BEGIN Data for review
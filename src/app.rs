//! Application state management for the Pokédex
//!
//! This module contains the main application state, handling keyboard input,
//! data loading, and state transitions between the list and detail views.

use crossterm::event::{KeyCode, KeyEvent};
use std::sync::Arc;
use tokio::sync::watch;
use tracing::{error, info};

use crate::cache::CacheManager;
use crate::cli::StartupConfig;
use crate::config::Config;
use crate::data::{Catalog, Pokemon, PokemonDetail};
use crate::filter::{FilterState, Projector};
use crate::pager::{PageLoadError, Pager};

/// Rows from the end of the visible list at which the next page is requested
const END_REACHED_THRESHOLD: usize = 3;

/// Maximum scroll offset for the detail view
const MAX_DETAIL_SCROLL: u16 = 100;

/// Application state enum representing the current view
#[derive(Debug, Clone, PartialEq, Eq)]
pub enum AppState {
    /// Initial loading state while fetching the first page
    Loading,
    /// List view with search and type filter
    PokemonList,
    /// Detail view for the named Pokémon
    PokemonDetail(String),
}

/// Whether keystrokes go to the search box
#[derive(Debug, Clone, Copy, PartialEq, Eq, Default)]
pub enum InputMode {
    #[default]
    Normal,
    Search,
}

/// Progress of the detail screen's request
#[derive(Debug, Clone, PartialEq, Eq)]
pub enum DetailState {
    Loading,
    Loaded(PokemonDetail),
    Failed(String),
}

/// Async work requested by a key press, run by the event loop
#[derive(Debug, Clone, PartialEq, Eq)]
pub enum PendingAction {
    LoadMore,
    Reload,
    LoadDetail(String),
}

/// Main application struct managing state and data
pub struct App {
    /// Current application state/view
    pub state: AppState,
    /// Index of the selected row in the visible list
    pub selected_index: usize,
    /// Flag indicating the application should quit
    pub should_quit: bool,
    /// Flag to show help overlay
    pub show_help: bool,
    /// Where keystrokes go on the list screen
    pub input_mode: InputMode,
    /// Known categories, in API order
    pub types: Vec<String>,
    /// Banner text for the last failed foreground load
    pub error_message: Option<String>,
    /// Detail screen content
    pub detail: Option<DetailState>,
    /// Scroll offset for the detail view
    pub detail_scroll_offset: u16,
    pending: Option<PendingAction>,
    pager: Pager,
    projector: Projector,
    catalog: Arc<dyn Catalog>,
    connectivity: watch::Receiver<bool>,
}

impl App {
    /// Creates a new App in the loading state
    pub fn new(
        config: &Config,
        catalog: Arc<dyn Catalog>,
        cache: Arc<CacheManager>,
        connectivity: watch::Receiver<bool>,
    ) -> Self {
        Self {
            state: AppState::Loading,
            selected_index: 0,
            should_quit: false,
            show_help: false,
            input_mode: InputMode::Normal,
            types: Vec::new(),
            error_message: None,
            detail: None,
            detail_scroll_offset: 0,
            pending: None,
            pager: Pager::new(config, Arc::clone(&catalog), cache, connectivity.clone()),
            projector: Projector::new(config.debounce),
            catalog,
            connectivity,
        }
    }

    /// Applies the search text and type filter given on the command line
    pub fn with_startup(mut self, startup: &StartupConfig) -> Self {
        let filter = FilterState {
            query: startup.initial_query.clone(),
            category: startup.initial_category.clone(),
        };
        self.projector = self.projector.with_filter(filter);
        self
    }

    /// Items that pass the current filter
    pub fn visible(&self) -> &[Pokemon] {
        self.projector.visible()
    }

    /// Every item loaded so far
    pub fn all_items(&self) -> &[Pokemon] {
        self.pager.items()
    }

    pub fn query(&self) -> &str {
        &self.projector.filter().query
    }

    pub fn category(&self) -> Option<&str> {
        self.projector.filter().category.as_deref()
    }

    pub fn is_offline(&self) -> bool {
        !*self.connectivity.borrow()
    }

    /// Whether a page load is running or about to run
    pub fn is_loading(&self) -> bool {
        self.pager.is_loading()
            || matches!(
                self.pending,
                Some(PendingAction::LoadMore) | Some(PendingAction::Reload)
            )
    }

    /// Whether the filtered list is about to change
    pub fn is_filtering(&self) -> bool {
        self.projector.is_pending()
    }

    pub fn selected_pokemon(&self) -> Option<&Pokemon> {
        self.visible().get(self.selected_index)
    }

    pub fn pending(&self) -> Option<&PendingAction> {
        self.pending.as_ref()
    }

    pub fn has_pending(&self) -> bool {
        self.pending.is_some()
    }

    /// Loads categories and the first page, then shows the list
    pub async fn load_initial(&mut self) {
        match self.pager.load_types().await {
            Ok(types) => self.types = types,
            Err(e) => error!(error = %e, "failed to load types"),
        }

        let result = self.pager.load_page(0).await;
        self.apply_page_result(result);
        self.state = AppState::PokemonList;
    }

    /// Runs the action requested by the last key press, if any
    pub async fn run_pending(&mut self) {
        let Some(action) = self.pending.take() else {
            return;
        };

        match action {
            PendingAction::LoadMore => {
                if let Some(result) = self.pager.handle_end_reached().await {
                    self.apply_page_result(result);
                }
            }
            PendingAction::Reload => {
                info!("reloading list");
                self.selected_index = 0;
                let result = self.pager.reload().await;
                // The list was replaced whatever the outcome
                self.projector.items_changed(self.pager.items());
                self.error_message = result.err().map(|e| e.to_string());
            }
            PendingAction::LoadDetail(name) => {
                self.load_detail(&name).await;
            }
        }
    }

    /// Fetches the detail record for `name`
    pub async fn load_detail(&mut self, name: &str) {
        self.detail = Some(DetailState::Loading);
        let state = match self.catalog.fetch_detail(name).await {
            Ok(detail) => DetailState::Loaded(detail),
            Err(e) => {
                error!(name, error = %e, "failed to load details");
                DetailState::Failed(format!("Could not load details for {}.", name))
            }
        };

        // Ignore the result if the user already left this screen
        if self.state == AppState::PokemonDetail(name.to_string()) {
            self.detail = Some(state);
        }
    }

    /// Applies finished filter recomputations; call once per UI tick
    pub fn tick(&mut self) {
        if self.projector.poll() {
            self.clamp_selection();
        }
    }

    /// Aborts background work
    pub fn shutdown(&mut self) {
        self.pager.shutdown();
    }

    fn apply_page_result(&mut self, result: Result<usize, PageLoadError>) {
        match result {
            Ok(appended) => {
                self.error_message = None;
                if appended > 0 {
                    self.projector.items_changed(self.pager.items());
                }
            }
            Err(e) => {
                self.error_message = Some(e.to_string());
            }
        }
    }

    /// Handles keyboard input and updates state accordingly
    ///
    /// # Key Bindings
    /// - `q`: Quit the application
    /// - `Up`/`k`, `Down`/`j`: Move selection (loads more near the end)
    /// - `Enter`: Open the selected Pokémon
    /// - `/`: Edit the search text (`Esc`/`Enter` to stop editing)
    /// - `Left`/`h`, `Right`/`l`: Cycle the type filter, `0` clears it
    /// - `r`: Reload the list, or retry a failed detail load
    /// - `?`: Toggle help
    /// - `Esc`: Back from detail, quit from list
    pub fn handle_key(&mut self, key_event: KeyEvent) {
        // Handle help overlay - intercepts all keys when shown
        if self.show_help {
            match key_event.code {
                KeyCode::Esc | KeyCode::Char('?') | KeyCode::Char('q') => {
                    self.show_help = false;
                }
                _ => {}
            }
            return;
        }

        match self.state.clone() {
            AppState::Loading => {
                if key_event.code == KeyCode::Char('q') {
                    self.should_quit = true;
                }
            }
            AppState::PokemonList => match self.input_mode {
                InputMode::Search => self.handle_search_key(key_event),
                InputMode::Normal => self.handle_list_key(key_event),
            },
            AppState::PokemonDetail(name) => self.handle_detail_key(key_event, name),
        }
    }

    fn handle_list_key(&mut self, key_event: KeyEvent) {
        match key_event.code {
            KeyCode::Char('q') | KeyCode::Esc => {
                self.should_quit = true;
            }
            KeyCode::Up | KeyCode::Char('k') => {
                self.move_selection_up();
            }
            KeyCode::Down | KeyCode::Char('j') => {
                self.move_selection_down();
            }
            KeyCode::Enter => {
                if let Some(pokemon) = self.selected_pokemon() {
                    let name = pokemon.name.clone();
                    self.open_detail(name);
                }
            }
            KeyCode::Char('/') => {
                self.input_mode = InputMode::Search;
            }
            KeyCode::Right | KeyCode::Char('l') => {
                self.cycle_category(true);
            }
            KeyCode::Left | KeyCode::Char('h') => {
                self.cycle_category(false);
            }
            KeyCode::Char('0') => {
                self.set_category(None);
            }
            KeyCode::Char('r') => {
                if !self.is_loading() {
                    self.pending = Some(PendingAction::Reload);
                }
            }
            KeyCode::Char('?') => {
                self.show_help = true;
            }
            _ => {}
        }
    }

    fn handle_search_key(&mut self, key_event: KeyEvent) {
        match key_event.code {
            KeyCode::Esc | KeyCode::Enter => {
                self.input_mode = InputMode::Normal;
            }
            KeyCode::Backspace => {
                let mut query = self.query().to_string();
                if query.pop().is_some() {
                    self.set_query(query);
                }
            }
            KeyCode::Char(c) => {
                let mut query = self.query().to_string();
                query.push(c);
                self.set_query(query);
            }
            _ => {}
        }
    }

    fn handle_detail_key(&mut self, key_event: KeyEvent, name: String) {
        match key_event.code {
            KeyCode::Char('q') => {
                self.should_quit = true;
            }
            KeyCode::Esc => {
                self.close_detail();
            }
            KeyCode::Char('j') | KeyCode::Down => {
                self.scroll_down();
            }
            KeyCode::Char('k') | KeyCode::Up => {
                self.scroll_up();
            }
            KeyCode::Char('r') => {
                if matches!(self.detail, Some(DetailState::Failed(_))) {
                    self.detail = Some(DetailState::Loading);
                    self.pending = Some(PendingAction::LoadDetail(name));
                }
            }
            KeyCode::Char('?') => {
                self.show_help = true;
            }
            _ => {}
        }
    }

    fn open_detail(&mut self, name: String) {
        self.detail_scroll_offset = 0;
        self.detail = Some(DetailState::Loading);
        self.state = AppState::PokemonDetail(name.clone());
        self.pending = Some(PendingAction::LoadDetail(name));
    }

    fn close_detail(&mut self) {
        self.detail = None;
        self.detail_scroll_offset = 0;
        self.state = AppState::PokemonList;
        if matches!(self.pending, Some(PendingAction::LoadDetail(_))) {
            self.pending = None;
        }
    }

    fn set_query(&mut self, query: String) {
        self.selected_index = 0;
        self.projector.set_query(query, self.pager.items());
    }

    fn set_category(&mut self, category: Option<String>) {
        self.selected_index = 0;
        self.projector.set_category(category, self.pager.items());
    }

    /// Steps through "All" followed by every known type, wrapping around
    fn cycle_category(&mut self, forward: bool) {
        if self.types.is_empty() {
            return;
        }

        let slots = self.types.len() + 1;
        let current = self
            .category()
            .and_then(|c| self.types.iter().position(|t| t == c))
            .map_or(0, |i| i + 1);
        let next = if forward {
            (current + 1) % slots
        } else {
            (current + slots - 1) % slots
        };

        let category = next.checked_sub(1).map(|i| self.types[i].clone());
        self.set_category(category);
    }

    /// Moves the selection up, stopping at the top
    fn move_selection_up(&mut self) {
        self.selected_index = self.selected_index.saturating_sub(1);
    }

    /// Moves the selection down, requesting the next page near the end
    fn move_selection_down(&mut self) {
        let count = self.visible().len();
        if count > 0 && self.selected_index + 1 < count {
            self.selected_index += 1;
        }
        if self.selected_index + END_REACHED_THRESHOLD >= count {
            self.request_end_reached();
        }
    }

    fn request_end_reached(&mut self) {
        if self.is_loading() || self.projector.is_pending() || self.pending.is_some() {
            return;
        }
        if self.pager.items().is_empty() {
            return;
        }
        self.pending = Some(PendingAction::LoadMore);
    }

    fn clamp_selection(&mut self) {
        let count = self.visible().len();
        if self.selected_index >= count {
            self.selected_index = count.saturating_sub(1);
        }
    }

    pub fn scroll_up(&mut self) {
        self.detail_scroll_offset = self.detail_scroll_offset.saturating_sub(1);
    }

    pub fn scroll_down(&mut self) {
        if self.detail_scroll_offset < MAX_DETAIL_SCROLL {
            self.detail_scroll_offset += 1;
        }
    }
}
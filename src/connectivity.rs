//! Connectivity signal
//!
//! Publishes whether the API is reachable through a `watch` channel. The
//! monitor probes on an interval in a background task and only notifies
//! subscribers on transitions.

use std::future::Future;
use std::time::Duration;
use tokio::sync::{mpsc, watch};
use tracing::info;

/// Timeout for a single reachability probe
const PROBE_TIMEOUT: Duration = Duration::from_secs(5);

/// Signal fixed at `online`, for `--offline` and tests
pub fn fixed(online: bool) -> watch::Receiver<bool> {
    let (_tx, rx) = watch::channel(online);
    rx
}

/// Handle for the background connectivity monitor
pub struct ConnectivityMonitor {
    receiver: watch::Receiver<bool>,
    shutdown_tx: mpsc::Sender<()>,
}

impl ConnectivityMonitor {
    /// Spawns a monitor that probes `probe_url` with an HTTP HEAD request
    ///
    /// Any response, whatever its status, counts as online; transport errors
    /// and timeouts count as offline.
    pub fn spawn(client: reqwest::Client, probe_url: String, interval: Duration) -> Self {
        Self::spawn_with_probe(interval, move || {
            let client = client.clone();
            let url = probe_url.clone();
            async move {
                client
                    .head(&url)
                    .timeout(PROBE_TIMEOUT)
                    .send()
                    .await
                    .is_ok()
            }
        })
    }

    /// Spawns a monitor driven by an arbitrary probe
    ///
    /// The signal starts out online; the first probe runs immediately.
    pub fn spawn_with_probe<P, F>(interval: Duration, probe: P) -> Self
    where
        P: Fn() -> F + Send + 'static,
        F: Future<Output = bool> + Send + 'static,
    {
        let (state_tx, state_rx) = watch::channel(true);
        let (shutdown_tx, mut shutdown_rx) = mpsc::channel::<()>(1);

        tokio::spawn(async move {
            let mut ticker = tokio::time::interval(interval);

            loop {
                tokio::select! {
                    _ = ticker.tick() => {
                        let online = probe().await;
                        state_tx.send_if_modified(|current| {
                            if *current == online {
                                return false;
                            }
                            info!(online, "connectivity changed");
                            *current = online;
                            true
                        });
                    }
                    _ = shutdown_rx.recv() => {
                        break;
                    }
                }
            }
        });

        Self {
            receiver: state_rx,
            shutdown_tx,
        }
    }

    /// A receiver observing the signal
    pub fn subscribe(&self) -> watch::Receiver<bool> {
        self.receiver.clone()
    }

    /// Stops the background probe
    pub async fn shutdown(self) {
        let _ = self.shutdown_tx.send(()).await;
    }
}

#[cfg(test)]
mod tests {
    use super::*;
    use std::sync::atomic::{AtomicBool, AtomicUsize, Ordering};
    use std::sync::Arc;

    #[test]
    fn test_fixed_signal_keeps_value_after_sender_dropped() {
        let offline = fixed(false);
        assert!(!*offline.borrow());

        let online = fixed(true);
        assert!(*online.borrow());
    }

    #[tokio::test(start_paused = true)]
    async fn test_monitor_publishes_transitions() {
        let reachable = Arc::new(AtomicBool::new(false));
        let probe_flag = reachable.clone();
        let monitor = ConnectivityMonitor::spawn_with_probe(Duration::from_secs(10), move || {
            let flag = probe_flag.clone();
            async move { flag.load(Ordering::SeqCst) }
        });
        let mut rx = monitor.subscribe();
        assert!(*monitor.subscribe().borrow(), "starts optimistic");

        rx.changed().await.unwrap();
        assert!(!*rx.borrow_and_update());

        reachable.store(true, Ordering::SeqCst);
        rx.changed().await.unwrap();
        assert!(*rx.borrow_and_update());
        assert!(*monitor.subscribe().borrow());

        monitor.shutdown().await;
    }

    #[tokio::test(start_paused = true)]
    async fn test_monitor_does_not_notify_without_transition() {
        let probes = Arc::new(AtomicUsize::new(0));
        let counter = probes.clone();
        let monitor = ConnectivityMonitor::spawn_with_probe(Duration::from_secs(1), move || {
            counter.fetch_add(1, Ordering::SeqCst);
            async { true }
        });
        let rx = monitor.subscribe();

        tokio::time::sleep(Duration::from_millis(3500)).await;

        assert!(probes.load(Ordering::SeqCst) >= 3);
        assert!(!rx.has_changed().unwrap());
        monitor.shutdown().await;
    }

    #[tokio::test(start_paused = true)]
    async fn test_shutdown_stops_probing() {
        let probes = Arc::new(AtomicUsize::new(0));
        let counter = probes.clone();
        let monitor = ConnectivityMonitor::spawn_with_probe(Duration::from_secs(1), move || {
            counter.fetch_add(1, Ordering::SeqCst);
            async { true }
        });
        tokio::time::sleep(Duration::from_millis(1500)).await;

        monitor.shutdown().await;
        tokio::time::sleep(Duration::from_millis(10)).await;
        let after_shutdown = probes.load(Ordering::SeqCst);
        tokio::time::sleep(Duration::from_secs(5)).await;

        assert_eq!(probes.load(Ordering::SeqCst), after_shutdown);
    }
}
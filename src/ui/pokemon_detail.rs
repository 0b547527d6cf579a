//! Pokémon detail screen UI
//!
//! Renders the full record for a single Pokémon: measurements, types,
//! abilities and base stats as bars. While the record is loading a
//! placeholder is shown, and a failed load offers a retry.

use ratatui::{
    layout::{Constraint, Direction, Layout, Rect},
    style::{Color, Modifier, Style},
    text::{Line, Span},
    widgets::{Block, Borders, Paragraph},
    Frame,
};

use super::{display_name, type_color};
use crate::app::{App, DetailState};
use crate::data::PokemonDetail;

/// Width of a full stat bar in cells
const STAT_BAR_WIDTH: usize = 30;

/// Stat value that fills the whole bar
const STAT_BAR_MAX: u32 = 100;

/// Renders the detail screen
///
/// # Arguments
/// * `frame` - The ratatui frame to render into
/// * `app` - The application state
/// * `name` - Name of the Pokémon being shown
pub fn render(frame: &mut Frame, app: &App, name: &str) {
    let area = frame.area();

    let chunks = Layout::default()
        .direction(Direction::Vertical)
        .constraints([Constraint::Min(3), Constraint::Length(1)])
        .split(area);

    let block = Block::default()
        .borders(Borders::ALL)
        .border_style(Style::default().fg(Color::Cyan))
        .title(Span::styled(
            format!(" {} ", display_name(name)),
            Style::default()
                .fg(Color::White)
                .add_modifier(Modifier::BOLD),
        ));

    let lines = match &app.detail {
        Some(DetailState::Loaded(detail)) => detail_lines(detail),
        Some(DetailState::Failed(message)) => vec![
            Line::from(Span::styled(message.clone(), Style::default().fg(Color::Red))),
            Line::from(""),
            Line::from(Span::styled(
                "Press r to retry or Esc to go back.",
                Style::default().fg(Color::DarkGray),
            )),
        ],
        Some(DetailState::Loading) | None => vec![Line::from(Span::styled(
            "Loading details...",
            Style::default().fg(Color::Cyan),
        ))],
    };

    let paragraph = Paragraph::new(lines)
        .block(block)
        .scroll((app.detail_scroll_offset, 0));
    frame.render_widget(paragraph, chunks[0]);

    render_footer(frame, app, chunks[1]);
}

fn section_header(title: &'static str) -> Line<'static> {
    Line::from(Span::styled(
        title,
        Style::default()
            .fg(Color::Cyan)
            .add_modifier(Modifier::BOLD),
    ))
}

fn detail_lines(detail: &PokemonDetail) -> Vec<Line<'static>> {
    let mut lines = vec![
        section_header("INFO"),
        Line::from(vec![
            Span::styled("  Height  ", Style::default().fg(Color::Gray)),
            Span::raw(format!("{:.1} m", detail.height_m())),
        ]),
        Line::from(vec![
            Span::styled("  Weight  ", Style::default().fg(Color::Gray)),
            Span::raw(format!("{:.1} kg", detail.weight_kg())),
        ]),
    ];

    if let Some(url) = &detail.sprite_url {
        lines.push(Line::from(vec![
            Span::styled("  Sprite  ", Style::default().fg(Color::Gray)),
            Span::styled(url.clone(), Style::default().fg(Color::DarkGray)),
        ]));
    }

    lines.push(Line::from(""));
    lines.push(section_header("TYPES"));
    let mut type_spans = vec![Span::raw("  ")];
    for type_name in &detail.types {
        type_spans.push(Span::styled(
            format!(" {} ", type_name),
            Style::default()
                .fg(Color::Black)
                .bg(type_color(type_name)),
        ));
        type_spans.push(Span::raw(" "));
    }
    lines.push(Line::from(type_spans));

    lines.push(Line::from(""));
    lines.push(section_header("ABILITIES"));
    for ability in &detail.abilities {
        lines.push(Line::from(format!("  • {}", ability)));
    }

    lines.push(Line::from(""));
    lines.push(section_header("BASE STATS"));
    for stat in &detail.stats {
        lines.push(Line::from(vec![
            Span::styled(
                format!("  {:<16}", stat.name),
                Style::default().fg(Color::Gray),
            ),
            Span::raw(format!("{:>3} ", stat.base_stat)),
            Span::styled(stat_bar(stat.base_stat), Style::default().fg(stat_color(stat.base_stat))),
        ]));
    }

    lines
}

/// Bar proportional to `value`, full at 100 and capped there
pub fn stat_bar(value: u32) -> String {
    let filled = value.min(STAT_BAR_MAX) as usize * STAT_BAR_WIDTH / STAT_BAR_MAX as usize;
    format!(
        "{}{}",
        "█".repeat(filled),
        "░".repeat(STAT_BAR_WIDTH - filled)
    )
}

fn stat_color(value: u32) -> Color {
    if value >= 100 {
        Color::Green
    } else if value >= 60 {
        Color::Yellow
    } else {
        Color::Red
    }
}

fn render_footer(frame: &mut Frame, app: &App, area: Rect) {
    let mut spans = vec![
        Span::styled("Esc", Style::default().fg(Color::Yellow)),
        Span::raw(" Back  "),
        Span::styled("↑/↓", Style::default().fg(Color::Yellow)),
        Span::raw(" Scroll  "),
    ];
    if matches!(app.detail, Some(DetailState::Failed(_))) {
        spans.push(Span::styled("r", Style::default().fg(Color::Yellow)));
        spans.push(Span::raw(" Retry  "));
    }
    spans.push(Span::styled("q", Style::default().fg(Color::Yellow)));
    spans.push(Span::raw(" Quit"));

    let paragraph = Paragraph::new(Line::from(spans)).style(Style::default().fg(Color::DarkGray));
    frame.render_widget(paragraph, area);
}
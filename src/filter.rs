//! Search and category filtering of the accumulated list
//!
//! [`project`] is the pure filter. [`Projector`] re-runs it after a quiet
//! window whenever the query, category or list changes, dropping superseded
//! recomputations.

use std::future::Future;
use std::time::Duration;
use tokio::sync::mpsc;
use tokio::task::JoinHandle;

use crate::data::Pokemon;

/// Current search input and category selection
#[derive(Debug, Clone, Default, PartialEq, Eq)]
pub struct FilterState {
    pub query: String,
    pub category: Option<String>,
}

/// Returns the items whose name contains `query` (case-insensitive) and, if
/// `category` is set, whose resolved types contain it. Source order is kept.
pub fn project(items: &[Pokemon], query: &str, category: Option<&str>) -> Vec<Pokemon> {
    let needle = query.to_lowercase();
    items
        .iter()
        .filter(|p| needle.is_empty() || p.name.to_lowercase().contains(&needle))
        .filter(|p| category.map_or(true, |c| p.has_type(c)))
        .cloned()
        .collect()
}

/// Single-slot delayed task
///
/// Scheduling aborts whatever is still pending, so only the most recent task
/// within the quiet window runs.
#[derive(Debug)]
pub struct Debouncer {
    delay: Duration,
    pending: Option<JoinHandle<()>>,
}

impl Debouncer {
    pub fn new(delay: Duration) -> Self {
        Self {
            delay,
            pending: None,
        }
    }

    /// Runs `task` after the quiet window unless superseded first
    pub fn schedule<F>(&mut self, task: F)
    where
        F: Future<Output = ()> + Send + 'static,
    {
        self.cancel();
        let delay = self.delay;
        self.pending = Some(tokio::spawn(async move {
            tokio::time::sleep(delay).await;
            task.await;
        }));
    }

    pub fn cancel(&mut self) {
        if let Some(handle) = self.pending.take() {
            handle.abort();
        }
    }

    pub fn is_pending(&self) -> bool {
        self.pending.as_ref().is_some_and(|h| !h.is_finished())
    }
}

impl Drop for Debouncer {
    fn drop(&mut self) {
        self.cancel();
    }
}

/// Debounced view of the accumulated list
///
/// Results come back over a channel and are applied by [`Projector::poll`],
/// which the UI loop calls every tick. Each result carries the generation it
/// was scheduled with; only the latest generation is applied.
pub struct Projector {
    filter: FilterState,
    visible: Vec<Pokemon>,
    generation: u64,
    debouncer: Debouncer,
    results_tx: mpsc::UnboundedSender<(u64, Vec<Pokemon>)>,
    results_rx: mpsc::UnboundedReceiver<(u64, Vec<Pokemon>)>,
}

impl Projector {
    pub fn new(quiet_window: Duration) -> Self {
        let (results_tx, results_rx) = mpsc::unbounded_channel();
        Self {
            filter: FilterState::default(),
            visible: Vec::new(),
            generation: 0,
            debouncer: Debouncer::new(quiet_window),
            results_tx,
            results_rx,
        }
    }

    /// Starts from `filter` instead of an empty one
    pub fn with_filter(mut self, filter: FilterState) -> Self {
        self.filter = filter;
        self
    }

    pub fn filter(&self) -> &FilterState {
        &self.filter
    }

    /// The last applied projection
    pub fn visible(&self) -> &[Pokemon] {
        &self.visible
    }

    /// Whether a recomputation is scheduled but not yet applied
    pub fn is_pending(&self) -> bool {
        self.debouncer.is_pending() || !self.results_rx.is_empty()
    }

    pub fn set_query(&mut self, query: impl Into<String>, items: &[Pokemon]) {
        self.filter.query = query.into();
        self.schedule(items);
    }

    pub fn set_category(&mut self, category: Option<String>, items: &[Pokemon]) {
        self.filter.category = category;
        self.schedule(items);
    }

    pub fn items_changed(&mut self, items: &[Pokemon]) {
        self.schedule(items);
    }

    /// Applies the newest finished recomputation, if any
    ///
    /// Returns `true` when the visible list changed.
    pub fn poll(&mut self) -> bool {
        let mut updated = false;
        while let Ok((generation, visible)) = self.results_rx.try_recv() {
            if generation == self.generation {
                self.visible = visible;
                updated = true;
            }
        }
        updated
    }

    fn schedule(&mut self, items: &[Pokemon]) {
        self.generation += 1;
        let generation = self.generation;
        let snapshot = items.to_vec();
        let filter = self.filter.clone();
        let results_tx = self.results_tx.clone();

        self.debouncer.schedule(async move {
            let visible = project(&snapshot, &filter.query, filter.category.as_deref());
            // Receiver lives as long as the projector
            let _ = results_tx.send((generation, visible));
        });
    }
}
END Data for review
» Work item: The sole thing to report is how many lines in the data hold the string "applied".

» Solution for this problem: 4